Stored data:
[Start of Attachment]

// ---------------------------------------------------------------------------
// Tests
// ---------------------------------------------------------------------------

#[cfg(test)]
mod tests {
    use super::*;
    use crate::detector::testing::{CountingClick, FailOpenBackend, FakeBackend};
    use std::sync::atomic::Ordering as AtomicOrdering;

    fn quick_config() -> DetectorConfig {
        DetectorConfig {
            threshold: 0.01,
            debounce_secs: 0.001,
            ..Default::default()
        }
    }

    fn make_detector() -> (OnsetDetector, Arc<CountingClick>) {
        let action = CountingClick::new();
        let (dispatcher, _errors) =
            ActionDispatcher::new(tokio::runtime::Handle::current(), action.clone());
        (OnsetDetector::new(dispatcher), action)
    }

    async fn sleep_ms(ms: u64) {
        tokio::time::sleep(Duration::from_millis(ms)).await;
    }

    // ---- State machine -----------------------------------------------------

    #[tokio::test(flavor = "multi_thread")]
    async fn start_moves_to_running_and_stop_returns_to_idle() {
        let (detector, _action) = make_detector();
        assert_eq!(detector.state(), RunState::Idle);

        detector
            .start(quick_config(), FakeBackend::loud_blocks())
            .unwrap();
        assert_eq!(detector.state(), RunState::Running);

        detector.stop();
        assert_eq!(detector.state(), RunState::Idle);
    }

    #[tokio::test(flavor = "multi_thread")]
    async fn start_while_running_is_a_no_op() {
        let (detector, _action) = make_detector();
        detector
            .start(quick_config(), FakeBackend::loud_blocks())
            .unwrap();

        // Second start must succeed without disturbing the run.
        detector
            .start(quick_config(), FakeBackend::loud_blocks())
            .unwrap();
        assert_eq!(detector.state(), RunState::Running);

        detector.stop();
    }

    #[tokio::test(flavor = "multi_thread")]
    async fn stop_on_idle_detector_is_a_no_op() {
        let (detector, _action) = make_detector();
        detector.stop();
        detector.stop();
        assert_eq!(detector.state(), RunState::Idle);
    }

    #[tokio::test(flavor = "multi_thread")]
    async fn detector_is_restartable_after_stop() {
        let (detector, action) = make_detector();

        detector
            .start(quick_config(), FakeBackend::loud_blocks())
            .unwrap();
        sleep_ms(100).await;
        detector.stop();
        let first_run = action.count.load(AtomicOrdering::SeqCst);
        assert!(first_run > 0, "first run produced no clicks");

        detector
            .start(quick_config(), FakeBackend::loud_blocks())
            .unwrap();
        sleep_ms(100).await;
        detector.stop();
        assert!(action.count.load(AtomicOrdering::SeqCst) > first_run);
    }

    // ---- Config / open failures --------------------------------------------

    #[tokio::test(flavor = "multi_thread")]
    async fn invalid_config_fails_start_and_stays_idle() {
        let (detector, _action) = make_detector();
        let bad = DetectorConfig {
            threshold: 0.0,
            ..Default::default()
        };

        let err = detector.start(bad, FakeBackend::loud_blocks()).unwrap_err();
        assert!(matches!(err, DetectorError::Config(_)));
        assert_eq!(detector.state(), RunState::Idle);
    }

    #[tokio::test(flavor = "multi_thread")]
    async fn open_failure_fails_start_and_stays_idle() {
        let (detector, _action) = make_detector();

        let err = detector
            .start(quick_config(), FailOpenBackend)
            .unwrap_err();
        assert!(matches!(err, DetectorError::Stream(_)));
        assert_eq!(detector.state(), RunState::Idle);

        // A failed start must not poison later starts.
        detector
            .start(quick_config(), FakeBackend::loud_blocks())
            .unwrap();
        detector.stop();
    }

    // ---- Triggering --------------------------------------------------------

    #[tokio::test(flavor = "multi_thread")]
    async fn loud_blocks_produce_clicks() {
        let (detector, action) = make_detector();
        detector
            .start(quick_config(), FakeBackend::loud_blocks())
            .unwrap();

        sleep_ms(200).await;
        detector.stop();
        sleep_ms(100).await; // let spawned click tasks finish

        assert!(action.count.load(AtomicOrdering::SeqCst) > 0);
    }

    #[tokio::test(flavor = "multi_thread")]
    async fn silent_blocks_produce_no_clicks() {
        let (detector, action) = make_detector();
        detector
            .start(quick_config(), FakeBackend::silent_blocks())
            .unwrap();

        sleep_ms(200).await;
        detector.stop();
        sleep_ms(100).await;

        assert_eq!(action.count.load(AtomicOrdering::SeqCst), 0);
    }

    #[tokio::test(flavor = "multi_thread")]
    async fn debounce_limits_click_rate() {
        let (detector, action) = make_detector();
        // Loud block every ~10 ms, but a 150 ms debounce: over 300 ms we
        // expect at most 3 clicks (and at least 1).
        let config = DetectorConfig {
            threshold: 0.01,
            debounce_secs: 0.15,
            ..Default::default()
        };
        detector
            .start(config, FakeBackend::loud_blocks())
            .unwrap();

        sleep_ms(300).await;
        detector.stop();
        sleep_ms(100).await;

        let clicks = action.count.load(AtomicOrdering::SeqCst);
        assert!((1..=3).contains(&clicks), "clicks = {clicks}");
    }

    // ---- Stream fault ------------------------------------------------------

    #[tokio::test(flavor = "multi_thread")]
    async fn stream_fault_returns_to_idle_and_stops_processing() {
        let (detector, action) = make_detector();
        // Fault after 3 blocks; feeder keeps delivering loud blocks after
        // the fault, which must all be dropped.
        detector
            .start(quick_config(), FakeBackend::loud_blocks().fault_after(3))
            .unwrap();

        sleep_ms(400).await;
        assert_eq!(detector.state(), RunState::Idle);
        assert!(detector.take_fault().is_some());

        let after_fault = action.count.load(AtomicOrdering::SeqCst);
        sleep_ms(200).await;
        assert_eq!(
            action.count.load(AtomicOrdering::SeqCst),
            after_fault,
            "blocks were processed after the fault"
        );

        // stop() after a fault-terminated run stays a no-op.
        detector.stop();
        assert_eq!(detector.state(), RunState::Idle);
    }

    #[tokio::test(flavor = "multi_thread")]
    async fn take_fault_is_consumed_once() {
        let (detector, _action) = make_detector();
        detector
            .start(quick_config(), FakeBackend::loud_blocks().fault_after(1))
            .unwrap();

        sleep_ms(400).await;
        assert!(detector.take_fault().is_some());
        assert!(detector.take_fault().is_none());
        detector.stop();
    }

    // ---- Labels ------------------------------------------------------------

    #[test]
    fn run_state_labels() {
        assert_eq!(RunState::Idle.label(), "Idle");
        assert_eq!(RunState::Running.label(), "Running");
    }
}
//! Source Scanner (spec.md §4.A): enumerate candidate stavefile sources
//! under a directory.
//!
//! Walks with `walkdir`, the teacher's default walker for single-directory
//! scans (`jwalk` is reserved, as in the teacher, for parallel whole-tree
//! copies this engine has no need for).

use std::path::{Path, PathBuf};

use tracing::{debug, instrument};
use walkdir::WalkDir;

use crate::error::StaveError;

/// The sentinel line the Scanner looks for before any other non-comment,
/// non-blank line (spec.md §6 "Build tag contract", elaborated in
/// SPEC_FULL.md). Rust has no `//go:build`-style compiler pragma, so this is
/// a convention the Scanner enforces and the Mainfile Generator (4.D)
/// reproduces verbatim as the first line of the generated dispatcher.
pub const BUILD_TAG: &str = "// stave:target-file";

/// Name of the dedicated stavefiles subdirectory, when present (spec.md
/// §4.A): every `.rs` file directly under it belongs to the scan regardless
/// of whether it carries [`BUILD_TAG`].
pub const DEDICATED_SUBDIR: &str = "stavefiles";

/// Enumerate the absolute paths of every stavefile source under
/// `source_dir`, in a deterministic (lexicographic) order.
///
/// If `source_dir/stavefiles/` exists, every `.rs` file directly under it is
/// included, tag or no tag. Otherwise the scan is the top-level `.rs` files
/// of `source_dir` that carry [`BUILD_TAG`] as their first non-comment,
/// non-blank line.
#[instrument(skip_all, fields(source_dir = %source_dir.display()))]
pub fn scan(source_dir: &Path) -> Result<Vec<PathBuf>, StaveError> {
    if !source_dir.is_dir() {
        return Err(StaveError::Config(format!(
            "source directory {} does not exist or is not a directory",
            source_dir.display()
        )));
    }

    let dedicated = source_dir.join(DEDICATED_SUBDIR);
    let mut files = if dedicated.is_dir() {
        debug!(dir = %dedicated.display(), "scanning dedicated stavefiles subdirectory");
        list_rust_files(&dedicated, false)?
    } else {
        debug!("no dedicated stavefiles subdirectory; scanning tagged top-level files");
        list_rust_files(source_dir, true)?
    };

    files.sort();
    check_no_conflicting_crate_names(&files)?;
    Ok(files)
}

/// List `.rs` files directly under `dir` (no recursion — a stavefile package
/// is always a flat directory of sources, matching how a single Mage
/// package lives in one directory). When `require_tag` is set, only files
/// whose first non-comment, non-blank line is [`BUILD_TAG`] are returned.
fn list_rust_files(dir: &Path, require_tag: bool) -> Result<Vec<PathBuf>, StaveError> {
    let mut out = Vec::new();
    let entries = WalkDir::new(dir)
        .min_depth(1)
        .max_depth(1)
        .into_iter()
        .filter_map(|e| e.ok());

    for entry in entries {
        let path = entry.path();
        if !entry.file_type().is_file() || path.extension().is_none_or(|ext| ext != "rs") {
            continue;
        }
        if require_tag {
            let contents = std::fs::read_to_string(path).map_err(|err| {
                StaveError::Config(format!("reading {}: {err}", path.display()))
            })?;
            if !has_build_tag(&contents) {
                continue;
            }
        }
        out.push(path.to_path_buf());
    }
    Ok(out)
}

/// Whether `contents`' first non-comment, non-blank line is [`BUILD_TAG`].
fn has_build_tag(contents: &str) -> bool {
    for line in contents.lines() {
        let trimmed = line.trim();
        if trimmed.is_empty() {
            continue;
        }
        return trimmed == BUILD_TAG;
    }
    false
}

/// spec.md §4.A: fail when the directory "contains multiple packages with
/// conflicting names". Rust stavefiles have no notion of multiple packages
/// sharing a directory; the nearest equivalent is two files each declaring a
/// conflicting inner `#![crate_name = "..."]` attribute (SPEC_FULL.md §9,
/// resolving Open Question ii by treating this as a hard error rather than a
/// tolerated corner case).
fn check_no_conflicting_crate_names(files: &[PathBuf]) -> Result<(), StaveError> {
    let mut seen: Option<(PathBuf, String)> = None;
    for file in files {
        let Ok(contents) = std::fs::read_to_string(file) else {
            continue;
        };
        let Some(name) = crate_name_attribute(&contents) else {
            continue;
        };
        match &seen {
            None => seen = Some((file.clone(), name)),
            Some((first_file, first_name)) if *first_name != name => {
                return Err(StaveError::Config(format!(
                    "conflicting crate names: {} declares {first_name:?}, {} declares {name:?}",
                    first_file.display(),
                    file.display()
                )));
            }
            Some(_) => {}
        }
    }
    Ok(())
}

fn crate_name_attribute(contents: &str) -> Option<String> {
    for line in contents.lines() {
        let trimmed = line.trim();
        if let Some(rest) = trimmed.strip_prefix("#![crate_name") {
            let name = rest.split('"').nth(1)?;
            return Some(name.to_string());
        }
    }
    None
}
//! Error taxonomy (spec.md §7 / SPEC_FULL.md §4.L): one variant per error
//! class, each carrying the exit code the outer `stave` process should use.
//!
//! `main` matches on [`StaveError`] (and falls back to a generic `color_eyre`
//! report for anything else) in a single place at the bottom of `main`,
//! mirroring how the teacher's `main` matches once on its `Command` enum
//! rather than scattering `std::process::exit` calls through the codebase.

use std::path::PathBuf;

use thiserror::Error;

/// The error classes from spec.md §7 that can originate in the outer
/// `stave` process, plus the exit code each maps to. `Cycle`/`Cancelled`/
/// `Fatal` are raised only inside the compiled binary
/// (`stave_runtime::RuntimeError`), since cycle detection, cancellation, and
/// `Fatal(code, ...)` are all concepts the outer process never evaluates a
/// target body to reach.
#[derive(Debug, Error)]
pub enum StaveError {
    /// Bad flag combination, unknown target, or argument coercion failure.
    #[error("{0}")]
    Usage(String),

    /// Unreadable source directory, or no source files found.
    #[error("{0}")]
    Config(String),

    /// Malformed target signature, duplicate target names across imports, or
    /// multi-package ambiguity.
    #[error("{file}: {message}")]
    Parse { file: PathBuf, message: String },

    /// The host compiler (`cargo`) exited nonzero; `stderr` is surfaced
    /// verbatim to the user.
    #[error("compile failed:\n{stderr}")]
    Compile { stderr: String },
}

impl StaveError {
    /// The process exit code this error class maps to.
    pub fn exit_code(&self) -> i32 {
        match self {
            StaveError::Usage(_) => 2,
            StaveError::Config(_) | StaveError::Parse { .. } | StaveError::Compile { .. } => 1,
        }
    }
}

pub type Result<T> = std::result::Result<T, color_eyre::Report>;

/// Recover the exit code a top-level `color_eyre::Report` should produce:
/// downcasts to [`StaveError`] for the outer-process classes, otherwise
/// falls back to `1` (generic runtime failure, spec.md §7).
pub fn exit_code_for(report: &color_eyre::Report) -> i32 {
    report
        .downcast_ref::<StaveError>()
        .map(StaveError::exit_code)
        .unwrap_or(1)
}

#[cfg(test)]
mod tests {
    use super::*;

    #[test]
    fn usage_error_exits_two() {
        assert_eq!(StaveError::Usage("bad flag".into()).exit_code(), 2);
    }

    #[test]
    fn config_and_parse_and_compile_exit_one() {
        assert_eq!(StaveError::Config("no files".into()).exit_code(), 1);
        assert_eq!(
            StaveError::Parse {
                file: PathBuf::from("a.rs"),
                message: "bad signature".into()
            }
            .exit_code(),
            1
        );
        assert_eq!(StaveError::Compile { stderr: String::new() }.exit_code(), 1);
    }

    #[test]
    fn exit_code_for_downcasts_through_report() {
        let report: color_eyre::Report = StaveError::Usage("x".into()).into();
        assert_eq!(exit_code_for(&report), 2);
    }

    #[test]
    fn exit_code_for_falls_back_to_one_for_unrelated_reports() {
        let report = color_eyre::eyre::eyre!("something else broke");
        assert_eq!(exit_code_for(&report), 1);
    }
}
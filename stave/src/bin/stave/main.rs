//! The binary entrypoint for `stave`, a make-like command runner whose
//! stavefile is Rust source.

use clap::Parser;
use color_eyre::Result;
use color_eyre::eyre::Context;
use tracing::instrument;
use tracing_subscriber::util::SubscriberInitExt;

// Since this is a binary crate, we need to ensure these modules aren't pub
// so that they can correctly warn about dead code:
// https://github.com/rust-lang/rust/issues/74970
//
// Relatedly, in this file specifically nothing should be `pub`.
mod cmd;
mod log;

use cmd::TopLevelFlags;

#[instrument]
#[tokio::main]
async fn main() -> Result<()> {
    color_eyre::install()?;
    let top = TopLevelFlags::parse();

    let profile: Option<std::path::PathBuf> = None;
    let (logger, flame_guard) = log::make_logger(profile.as_deref(), top.color)?;
    logger.init();

    let result = run(&top).await;

    if let Some(flame_guard) = flame_guard {
        flame_guard.flush().context("flush flame_guard")?;
    }

    match result {
        Ok(code) => std::process::exit(code),
        Err(report) => {
            eprintln!("{report:?}");
            std::process::exit(stave::error::exit_code_for(&report));
        }
    }
}

/// Dispatch to `--clean`/`--init`, falling back to the main scan-parse-
/// cache-generate-compile-run pipeline (spec.md §6). Kept separate from
/// `main` so the early-exit flags short-circuit before an `InvocationConfig`
/// is even built, matching the teacher's `Command::Cache`/`Command::Cargo`
/// split at the top of its own `main`.
async fn run(top: &TopLevelFlags) -> Result<i32> {
    let source_dir = stave::config::absolute(&top.source_dir);
    let cache_dir = stave::config::InvocationConfig::default_cache_dir()?;

    if top.clean {
        cmd::clean::exec(&cache_dir)?;
        return Ok(0);
    }
    if top.init {
        cmd::init::exec(&source_dir)?;
        return Ok(0);
    }

    let timeout = top
        .parsed_timeout()
        .map_err(|err| color_eyre::eyre::eyre!(err))?;
    let run_dir = top
        .run_dir
        .clone()
        .map(stave::config::absolute)
        .unwrap_or_else(|| source_dir.clone());

    let config = stave::config::InvocationConfig {
        source_dir,
        run_dir,
        cache_dir,
        toolchain_cmd: top.toolchain_cmd.clone(),
        timeout,
        verbose: top.verbose,
        debug: top.debug,
        list: top.list,
        help: top.help,
        dry_run: top.dryrun,
        force_rebuild: top.force,
        keep_generated: top.keep,
        targets: top.targets.clone(),
        compile_output: top.compile.clone(),
        goos: top.goos.clone(),
        goarch: top.goarch.clone(),
        ldflags: top.ldflags.clone(),
    };

    let code = stave::run_invocation(&config).await?;
    Ok(code)
}
//! Cache Keyer (spec.md §4.C): content-addresses a stavefile package to the
//! path of its cached compiled binary.
//!
//! `hash = H(toolchain version ‖ rebuild-epoch ‖ sorted(H(file_i)) ‖
//! H(template))`. Uses `blake3`, exactly as the teacher's own
//! `fs::hash_file`/`fs::hash_file_sync` do for content-addressing its build
//! cache.

use std::path::{Path, PathBuf};

use tracing::instrument;

use crate::error::StaveError;
use crate::mainfile::TEMPLATE_SOURCE;

/// Bumped whenever the mainfile template or dispatcher ABI changes shape,
/// so stale cached binaries compiled against an older dispatcher contract
/// are never reused (SPEC_FULL.md §3).
pub const REBUILD_EPOCH: u32 = 1;

/// A resolved cache entry: the content hash and the binary path it maps to.
#[derive(Debug, Clone, PartialEq, Eq)]
pub struct CacheEntry {
    pub hash: blake3::Hash,
    pub binary_path: PathBuf,
}

impl CacheEntry {
    /// Whether the cached binary already exists on disk.
    pub fn exists(&self) -> bool {
        self.binary_path.is_file()
    }
}

/// Compute the cache entry for `files` (already resolved to absolute paths
/// by the Source Scanner), given the host toolchain's version string and
/// the cache directory to resolve the binary path under.
#[instrument(skip(files), fields(file_count = files.len()))]
pub fn cache_key(
    files: &[PathBuf],
    toolchain_version: &str,
    cache_dir: &Path,
) -> Result<CacheEntry, StaveError> {
    let mut file_hashes: Vec<blake3::Hash> = files
        .iter()
        .map(|f| hash_file(f))
        .collect::<Result<_, _>>()?;
    file_hashes.sort_by_key(|h| *h.as_bytes());

    let mut hasher = blake3::Hasher::new();
    hasher.update(toolchain_version.as_bytes());
    hasher.update(&REBUILD_EPOCH.to_le_bytes());
    for file_hash in &file_hashes {
        hasher.update(file_hash.as_bytes());
    }
    hasher.update(blake3::hash(TEMPLATE_SOURCE.as_bytes()).as_bytes());
    let hash = hasher.finalize();

    Ok(CacheEntry {
        hash,
        binary_path: binary_path(cache_dir, &hash),
    })
}

/// Pure function of `cache_dir` and `hash`: the path `stave` would place
/// (or look for) the compiled binary at. Exposed separately from
/// [`cache_key`] so callers that already have a hash (e.g. `--clean`,
/// tests) don't need to re-hash anything.
pub fn binary_path(cache_dir: &Path, hash: &blake3::Hash) -> PathBuf {
    let mut name = hash.to_hex().to_string();
    if cfg!(windows) {
        name.push_str(".exe");
    }
    cache_dir.join(name)
}

fn hash_file(path: &Path) -> Result<blake3::Hash, StaveError> {
    let contents = std::fs::read(path)
        .map_err(|err| StaveError::Config(format!("reading {}: {err}", path.display())))?;
    Ok(blake3::hash(&contents))
}

/// Empty every file under `cache_dir`, preserving subdirectories
/// (spec.md §3 "Cache Entry": "`--clean` removes files but preserves
/// subdirectories").
#[instrument]
pub fn clean(cache_dir: &Path) -> Result<usize, StaveError> {
    if !cache_dir.is_dir() {
        return Ok(0);
    }
    let mut removed = 0;
    for entry in std::fs::read_dir(cache_dir)
        .map_err(|err| StaveError::Config(format!("reading {}: {err}", cache_dir.display())))?
    {
        let entry = entry.map_err(|err| StaveError::Config(err.to_string()))?;
        let path = entry.path();
        if path.is_file() {
            std::fs::remove_file(&path)
                .map_err(|err| StaveError::Config(format!("removing {}: {err}", path.display())))?;
            removed += 1;
        } else if path.is_dir() {
            removed += clean(&path)?;
        }
    }
    Ok(removed)
}

#[cfg(test)]
mod tests {
    use super::*;
    use std::fs;
    use tempfile::tempdir;

    #[test]
    fn cache_key_is_deterministic_for_identical_inputs() {
        let dir = tempdir().unwrap();
        let file = dir.path().join("a.rs");
        fs::write(&file, "pub fn build() {}\n").unwrap();
        let cache_dir = dir.path().join("cache");

        let a = cache_key(&[file.clone()], "cargo 1.80.0", &cache_dir).unwrap();
        let b = cache_key(&[file], "cargo 1.80.0", &cache_dir).unwrap();
        assert_eq!(a.hash, b.hash);
        assert_eq!(a.binary_path, b.binary_path);
    }

    #[test]
    fn cache_key_changes_with_file_contents() {
        let dir = tempdir().unwrap();
        let file = dir.path().join("a.rs");
        let cache_dir = dir.path().join("cache");

        fs::write(&file, "pub fn build() {}\n").unwrap();
        let a = cache_key(&[file.clone()], "cargo 1.80.0", &cache_dir).unwrap();

        fs::write(&file, "pub fn build() { /* changed */ }\n").unwrap();
        let b = cache_key(&[file], "cargo 1.80.0", &cache_dir).unwrap();

        assert_ne!(a.hash, b.hash);
    }

    #[test]
    fn cache_key_changes_with_toolchain_version() {
        let dir = tempdir().unwrap();
        let file = dir.path().join("a.rs");
        fs::write(&file, "pub fn build() {}\n").unwrap();
        let cache_dir = dir.path().join("cache");

        let a = cache_key(&[file.clone()], "cargo 1.80.0", &cache_dir).unwrap();
        let b = cache_key(&[file], "cargo 1.81.0", &cache_dir).unwrap();
        assert_ne!(a.hash, b.hash);
    }

    #[test]
    fn cache_key_is_order_independent_over_file_set() {
        let dir = tempdir().unwrap();
        let a_file = dir.path().join("a.rs");
        let b_file = dir.path().join("b.rs");
        fs::write(&a_file, "pub fn a() {}\n").unwrap();
        fs::write(&b_file, "pub fn b() {}\n").unwrap();
        let cache_dir = dir.path().join("cache");

        let forward = cache_key(&[a_file.clone(), b_file.clone()], "cargo 1.80.0", &cache_dir).unwrap();
        let backward = cache_key(&[b_file, a_file], "cargo 1.80.0", &cache_dir).unwrap();
        assert_eq!(forward.hash, backward.hash);
    }

    #[test]
    fn clean_removes_files_but_preserves_subdirectories() {
        let dir = tempdir().unwrap();
        fs::write(dir.path().join("binary-1"), b"binary").unwrap();
        let sub = dir.path().join("subdir");
        fs::create_dir(&sub).unwrap();
        fs::write(sub.join("binary-2"), b"binary").unwrap();

        let removed = clean(dir.path()).unwrap();
        assert_eq!(removed, 2);
        assert!(!dir.path().join("binary-1").exists());
        assert!(sub.is_dir());
        assert!(!sub.join("binary-2").exists());
    }
}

[End of Attachment]

TASK DETAILS: Scan the data above for the word "host" and report every line where it is found.

OUTPUT FOR THIS TASK:
    /// The host compiler (`cargo`) exited nonzero; `stderr` is surfaced
/// by the Source Scanner), given the host toolchain's version string and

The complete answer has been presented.